人に感染する場合には、主に生活用水や土など経由するケースが多いです。アライグマの排泄物が用水路や土壌などに混じり、そこから飲食物などを介して人体に侵入します。重症化すると死亡に至るケースもあるため注意が必要です。
カンピロバクター食中毒
カンピロバクター食中毒は、カンピロバクターという細菌によって引き起こされる食中毒です。アライグマを含む野生動物の多くがカンピロバクターを保有しています。アライグマに触れると、カンピロバクターが手に付着するため注意しましょう。
主な症状は、下痢や腹痛、発熱、嘔吐、頭痛、悪寒、倦怠感などです。潜伏期間が比較的長く、発症まで1週間程度かかることもあります。
厚生労働省によると、カンピロバクター食中毒は細菌性の食中毒の中でも近年特に多く発生しています。年間の患者数は2,000人前後です。ただし、死亡者は近年出ておりません。

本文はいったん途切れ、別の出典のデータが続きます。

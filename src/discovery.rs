use log::{debug, warn};
use std::path::PathBuf;

use crate::error::Result;
use crate::types::{Modality, SceneCameraUnit, CAMERA_DIR_PREFIX, FRAMES_DIR};
use crate::utils::list_subdirectories;

/// Enumerate every (root, scene, camera) unit with a camera directory under `frames/Image`.
///
/// Scenes and cameras are visited in name order so the result is stable for a
/// given tree. Scenes without an image directory or without cameras are
/// reported and skipped.
pub fn discover_units(roots: &[PathBuf]) -> Result<Vec<SceneCameraUnit>> {
    let mut units = Vec::new();

    for root in roots {
        for scene in list_subdirectories(root)? {
            let image_dir = root
                .join(&scene)
                .join(FRAMES_DIR)
                .join(Modality::Color.dir_name());
            if !image_dir.is_dir() {
                warn!(
                    "Skipping scene {} due to missing Image directory: {}",
                    scene,
                    image_dir.display()
                );
                continue;
            }

            let cameras: Vec<String> = list_subdirectories(&image_dir)?
                .into_iter()
                .filter(|name| name.starts_with(CAMERA_DIR_PREFIX))
                .collect();
            if cameras.is_empty() {
                warn!(
                    "Skipping scene {}: no {}* directories in {}",
                    scene,
                    CAMERA_DIR_PREFIX,
                    image_dir.display()
                );
                continue;
            }

            for camera in cameras {
                debug!("Found {}_{} in {}", scene, camera, root.display());
                units.push(SceneCameraUnit::new(root.clone(), scene.clone(), camera));
            }
        }
    }

    Ok(units)
}
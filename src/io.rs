use flate2::write::GzEncoder;
use flate2::Compression;
use log::info;
use std::fs::File;
use std::io::{BufWriter, Write};
use std::path::{Path, PathBuf};

use crate::config::ConvertConfig;
use crate::error::{Error, Result};
use crate::types::{AnnotationManifest, OutputDirs, SceneCameraUnit, Split, UnitOutputDirs};
use crate::utils::create_output_directory;

/// Set up the category directories for data and annotations
pub fn setup_output_directories(config: &ConvertConfig) -> Result<OutputDirs> {
    let data_dir = create_output_directory(&config.data_output_dir.join(&config.category))?;
    let annotations_dir =
        create_output_directory(&config.annotation_output_dir.join(&config.category))?;

    Ok(OutputDirs {
        data_dir,
        annotations_dir,
    })
}

/// Output directories of one unit, `<data_dir>/<scene>_<camera>/...`
pub fn unit_output_dirs(output_dirs: &OutputDirs, unit: &SceneCameraUnit) -> UnitOutputDirs {
    UnitOutputDirs::under(&output_dirs.data_dir.join(unit.scene_key()))
}

/// Path of a manifest file, e.g. `<annotations_dir>/desert_train.jgz`
pub fn manifest_path(annotations_dir: &Path, category: &str, split: Split, extension: &str) -> PathBuf {
    annotations_dir.join(format!("{}_{}.{}", category, split.as_str(), extension))
}

/// Write the train and test manifests, each as `.jgz` and `.json`
pub fn write_manifests(
    annotations_dir: &Path,
    category: &str,
    train: &AnnotationManifest,
    test: &AnnotationManifest,
) -> Result<Vec<PathBuf>> {
    let mut written = Vec::with_capacity(4);
    for (split, manifest) in [(Split::Train, train), (Split::Test, test)] {
        let jgz_path = manifest_path(annotations_dir, category, split, "jgz");
        write_compressed_manifest(&jgz_path, manifest)?;
        info!("Wrote {}", jgz_path.display());
        written.push(jgz_path);

        let json_path = manifest_path(annotations_dir, category, split, "json");
        write_pretty_manifest(&json_path, manifest)?;
        info!("Wrote {}", json_path.display());
        written.push(json_path);
    }
    Ok(written)
}

/// Gzip-compressed compact JSON
pub fn write_compressed_manifest(path: &Path, manifest: &AnnotationManifest) -> Result<()> {
    let file = File::create(path).map_err(|e| Error::io(path, e))?;
    let mut encoder = GzEncoder::new(BufWriter::new(file), Compression::default());
    serde_json::to_writer(&mut encoder, manifest).map_err(|source| Error::Json {
        path: path.to_path_buf(),
        source,
    })?;
    encoder
        .finish()
        .and_then(|mut writer| writer.flush())
        .map_err(|e| Error::io(path, e))
}

/// Indented JSON for humans
pub fn write_pretty_manifest(path: &Path, manifest: &AnnotationManifest) -> Result<()> {
    let file = File::create(path).map_err(|e| Error::io(path, e))?;
    let mut writer = BufWriter::new(file);
    serde_json::to_writer_pretty(&mut writer, manifest).map_err(|source| Error::Json {
        path: path.to_path_buf(),
        source,
    })?;
    writer.flush().map_err(|e| Error::io(path, e))
}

カンピロバクター食中毒を予防するには、アライグマを触らないことが大事です。それとあわせて、食事前の手洗いを徹底しましょう。
サルモネラ感染症
サルモネラ感染症も細菌性の食中毒です。アライグマはサルモネラ菌を保有していることがあるため、アライグマに触れると感染のリスクを伴います。

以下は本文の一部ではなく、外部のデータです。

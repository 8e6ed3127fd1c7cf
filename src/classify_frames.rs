use clap::Parser;
use log::info;

use infinigen2co3d::{classify_frames, ClassifyArgs};

fn main() {
    // Initialize the logger
    env_logger::Builder::from_env(env_logger::Env::default().default_filter_or("info")).init();
    let args = ClassifyArgs::parse();

    info!("Sorting frames into camera directories...");
    let report = classify_frames(&args.roots);
    report.print_summary();
}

主な症状は下痢や腹痛、発熱などです。感染すると12~72時間程度は無症状で、その後に発症します。
子どもや高齢者が感染すると重症化する可能性があるため注意しましょう。カンピロバクター食中毒と同様に、アライグマに触れないことと、食事前の手洗いを徹底することが効果的な予防策です。
アライグマが原因の病気を防ぐ方法
アライグマが原因の病気を防止するための方法を見ていきましょう。
アライグマに不用意に近づかない
アライグマを見かけても近づいたり触ったりしないことが重要です。アライグマは可愛らしい見た目ですが、凶暴な性格で人に危害を加えることもあります。
近づいたり触ろうとすると、噛まれたり引っかかれたりする可能性があるため、十分に注意しましょう。
衛生管理を徹底する
アライグマの血液や唾液、排泄物、死骸などに触れないことも大事です。もし触れてしまうと、病気の原因となる細菌やウイルスが付着する可能性があります。

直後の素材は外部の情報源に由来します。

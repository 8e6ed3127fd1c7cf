use clap::Parser;
use log::{error, info};
use std::process::ExitCode;

use infinigen2co3d::{process_dataset, Args};

fn main() -> ExitCode {
    // Initialize the logger
    env_logger::Builder::from_env(env_logger::Env::default().default_filter_or("info")).init();
    let args = Args::parse();

    let config = args.to_convert_config();
    info!("Starting the conversion process...");

    match process_dataset(&config) {
        Ok(summary) => {
            summary.print_summary();
            info!("Conversion process completed successfully.");
            ExitCode::SUCCESS
        }
        Err(e) => {
            error!("Failed to process dataset: {}", e);
            ExitCode::FAILURE
        }
    }
}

アライグマが近くで目撃されている場合には、接触したものなどを介して、気がつかないうちに手などに細菌やウイルスが付着していることもあります。そのため、手洗いを徹底するようにしましょう。
また、衣類などがアライグマと接触してしまった場合には、洗濯するだけでは十分ではありません。洗浄後に煮沸消毒するのが望ましいです。
アライグマを駆除する
近所でアライグマが目撃されているのを放置しておくと、病気を媒介する可能性が高いです。特に天井裏などに入り込むようなことがあれば、自宅内に細菌やウイルスがばらまかれてしまうでしょう。そのため、早急な駆除が推奨されます。
ただし、個人でアライグマを駆除してはいけません。アライグマは「鳥獣保護法」や「外来生物法」などの法律で守られている動物です。自己判断で駆除すると罰則が適用される可能性もあります。
もしアライグマが家屋に侵入した場合はさまざまな被害は発生するおそれがあるため、早急に害獣駆除業者に相談して対処しましょう。
まとめ
アライグマはさまざまな病気を媒介します。凶暴な性格ということもあり、むやみに近づいたり触ったりするのは危険です。アライグマが媒介する病気に感染すると、重症化したり死亡に至ったりするケースもあります。
もし、近所でアライグマが目撃されている場合には、手洗いなど衛生管理を普段から徹底することが大切です。また、自宅内に侵入している場合、一般の人が対処するのは難しいため、害獣駆除業者に相談しましょう。